use comfy_table::{presets, Table};
use serde::Serialize;

use crate::app::GlobalOptions;

/// Print `data` as JSON (if `--json`) or call `display_fn` for human-readable output.
pub fn print_output<T: Serialize>(
    data: &T,
    opts: &GlobalOptions,
    display_fn: impl FnOnce(&T),
) -> anyhow::Result<()> {
    if opts.json {
        println!("{}", serde_json::to_string_pretty(data)?);
    } else {
        display_fn(data);
    }
    Ok(())
}

/// Prints borderless columns under `headers`, indented below a heading line.
pub fn print_table(headers: &[&str], rows: impl IntoIterator<Item = Vec<String>>) {
    for line in render_table(headers, rows) {
        println!("{line}");
    }
}

fn render_table(headers: &[&str], rows: impl IntoIterator<Item = Vec<String>>) -> Vec<String> {
    let mut table = Table::new();
    table.load_preset(presets::NOTHING).set_header(headers.to_vec());
    for row in rows {
        table.add_row(row);
    }

    // comfy-table pads every cell by one space, which makes up the rest of the indent
    table
        .to_string()
        .lines()
        .map(|line| format!(" {}", line.trim_end()))
        .collect()
}

#[cfg(test)]
mod tests {
    use super::*;

    #[test]
    fn test_render_table() {
        let lines = render_table(
            &["Name", "RVA"],
            vec![
                vec![".text".to_string(), "0x00001000".to_string()],
                vec![".nvpatch".to_string(), "0x00005000".to_string()],
            ],
        );

        assert_eq!(lines.len(), 3);
        assert!(lines.iter().all(|line| line.starts_with("  ")));
        assert!(lines.iter().all(|line| !line.ends_with(' ')));
        assert!(lines[0].contains("Name") && lines[0].contains("RVA"));

        let column = lines[1].find("0x00001000").unwrap();
        assert_eq!(lines[2].find("0x00005000"), Some(column));
        assert_eq!(lines[0].find("RVA"), Some(column));
    }
}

Problem details → Go through the listing above, and whenever a line holds the word "headers", copy it.

Task response →
/// Prints borderless columns under `headers`, indented below a heading line.
pub fn print_table(headers: &[&str], rows: impl IntoIterator<Item = Vec<String>>) {
    for line in render_table(headers, rows) {
fn render_table(headers: &[&str], rows: impl IntoIterator<Item = Vec<String>>) -> Vec<String> {
    table.load_preset(presets::NOTHING).set_header(headers.to_vec());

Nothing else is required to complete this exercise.